──────── Stored data ────────
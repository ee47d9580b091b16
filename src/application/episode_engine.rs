//! Evaluates every active strategy tied to an indicator set against a fresh
//! snapshot: runs the episode state machine, persists whatever changed, and
//! reconciles a triggered transition into a pending signal.

use crate::application::reconciler;
use crate::domain::episode::{evaluate_tick, Episode, SnapshotInput, TickOutcome, VaultBinding};
use crate::domain::indicators::IndicatorSnapshot;
use crate::domain::ports::VaultClient;
use crate::domain::repositories::{EpisodeRepository, SignalRepository, StrategyRepository};
use crate::domain::signal::{Signal, SignalStatus};
use crate::domain::strategy::Strategy;
use anyhow::Result;
use tracing::{info, warn};

pub async fn evaluate_for_snapshot(
    strategy_repo: &dyn StrategyRepository,
    episode_repo: &dyn EpisodeRepository,
    signal_repo: &dyn SignalRepository,
    vault: &dyn VaultClient,
    cfg_hash: &str,
    snapshot: &IndicatorSnapshot,
) -> Result<()> {
    let strategies = strategy_repo.active().await?;
    for strategy in strategies.iter().filter(|s| s.indicator_set_cfg_hash == cfg_hash) {
        if let Err(e) = evaluate_strategy(strategy, episode_repo, signal_repo, vault, snapshot).await {
            warn!(strategy_id = %strategy.id, error = %e, "failed to evaluate strategy tick");
        }
    }
    Ok(())
}

async fn evaluate_strategy(
    strategy: &Strategy,
    episode_repo: &dyn EpisodeRepository,
    signal_repo: &dyn SignalRepository,
    vault: &dyn VaultClient,
    snapshot: &IndicatorSnapshot,
) -> Result<()> {
    let current = episode_repo.open_for_strategy(&strategy.id).await?;

    let snapshot_input = SnapshotInput {
        symbol: strategy.symbol.clone(),
        close_time: snapshot.close_time,
        price: snapshot.close,
        ema_fast: snapshot.ema_fast,
        ema_slow: snapshot.ema_slow,
        atr_pct: snapshot.atr_pct,
    };
    let binding = VaultBinding {
        dex: strategy.dex,
        alias: strategy.alias.clone(),
        token0_address: strategy.token0_address.clone(),
        token1_address: strategy.token1_address.clone(),
    };

    let outcome = evaluate_tick(&strategy.id, current.as_ref(), &snapshot_input, &strategy.params, &binding);

    match outcome {
        TickOutcome::NoTrigger(update) => {
            let mut episode = current.expect("NoTrigger only returned for an existing open episode");
            episode.out_above_streak = update.out_above_streak;
            episode.out_below_streak = update.out_below_streak;
            episode.last_event_bar = update.last_event_bar;
            if let Some(atr_streak) = update.atr_streak {
                episode.atr_streak = atr_streak;
            }
            episode_repo.upsert_open(&strategy.id, &episode).await?;
        }
        TickOutcome::FirstOpen { new_episode } => {
            info!(strategy_id = %strategy.id, "opening first episode");
            episode_repo.upsert_open(&strategy.id, &new_episode).await?;
            emit_signal(signal_repo, vault, &strategy.id, &strategy.indicator_set_cfg_hash, &new_episode).await?;
        }
        TickOutcome::Transition { close_time, close_price, close_reason, streaks, new_episode } => {
            info!(strategy_id = %strategy.id, reason = %close_reason, "episode transition");
            episode_repo.close(&strategy.id, close_time, close_price, &close_reason).await?;
            let _ = streaks; // the closed episode's streaks are moot; the new episode starts fresh
            episode_repo.upsert_open(&strategy.id, &new_episode).await?;
            emit_signal(signal_repo, vault, &strategy.id, &strategy.indicator_set_cfg_hash, &new_episode).await?;
        }
    }

    Ok(())
}

async fn emit_signal(
    signal_repo: &dyn SignalRepository,
    vault: &dyn VaultClient,
    strategy_id: &str,
    cfg_hash: &str,
    episode: &Episode,
) -> Result<()> {
    let Some(plan) = reconciler::reconcile(vault, episode).await? else {
        return Ok(());
    };

    let now = chrono::Utc::now().timestamp();
    let signal = Signal {
        strategy_id: strategy_id.to_string(),
        ts: episode.open_time,
        signal_type: plan.signal_type,
        status: SignalStatus::Pending,
        attempts: 0,
        cfg_hash: cfg_hash.to_string(),
        symbol: episode.symbol.clone(),
        steps: plan.steps,
        episode: episode.clone(),
        last_error: None,
        created_at: now,
        updated_at: now,
    };
    signal_repo.upsert(strategy_id, &signal).await?;
    Ok(())
}
//! clband server - headless control-plane binary.
//!
//! Runs the ingestion supervisor and execution pipeline as background
//! tasks. No HTTP server, no incoming connections; structured logs to
//! stdout are the only observability surface.
//!
//! # Environment Variables
//! See `Config::from_env` for the full list. At minimum `DATABASE_URL`,
//! `FEED_WS_BASE_URL`, `SYMBOL`, and `VAULT_BASE_URL` matter in practice.

use anyhow::Result;
use clband::application::system::Application;
use clband::config::Config;
use tracing::{info, Level};
use tracing_subscriber::prelude::*;

#[tokio::main]
async fn main() -> Result<()> {
    dotenvy::dotenv().ok();

    tracing_subscriber::registry()
        .with(tracing_subscriber::EnvFilter::from_default_env().add_directive(Level::INFO.into()))
        .with(tracing_subscriber::fmt::layer().with_target(false))
        .init();

    info!(version = env!("CARGO_PKG_VERSION"), "clband server starting");

    let config = Config::from_env()?;
    info!(symbol = %config.symbol, interval = %config.interval, vault_base_url = %config.vault_base_url, "configuration loaded");

    let app = Application::build(config).await?;
    let handle = app.start().await?;
    info!("control plane running; press Ctrl+C to shut down");

    tokio::signal::ctrl_c().await?;
    info!("shutdown signal received");
    handle.shutdown().await;

    Ok(())
}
────────
Review the entries above and return every line where "NoTrigger" appears.

        TickOutcome::NoTrigger(update) => {
            let mut episode = current.expect("NoTrigger only returned for an existing open episode");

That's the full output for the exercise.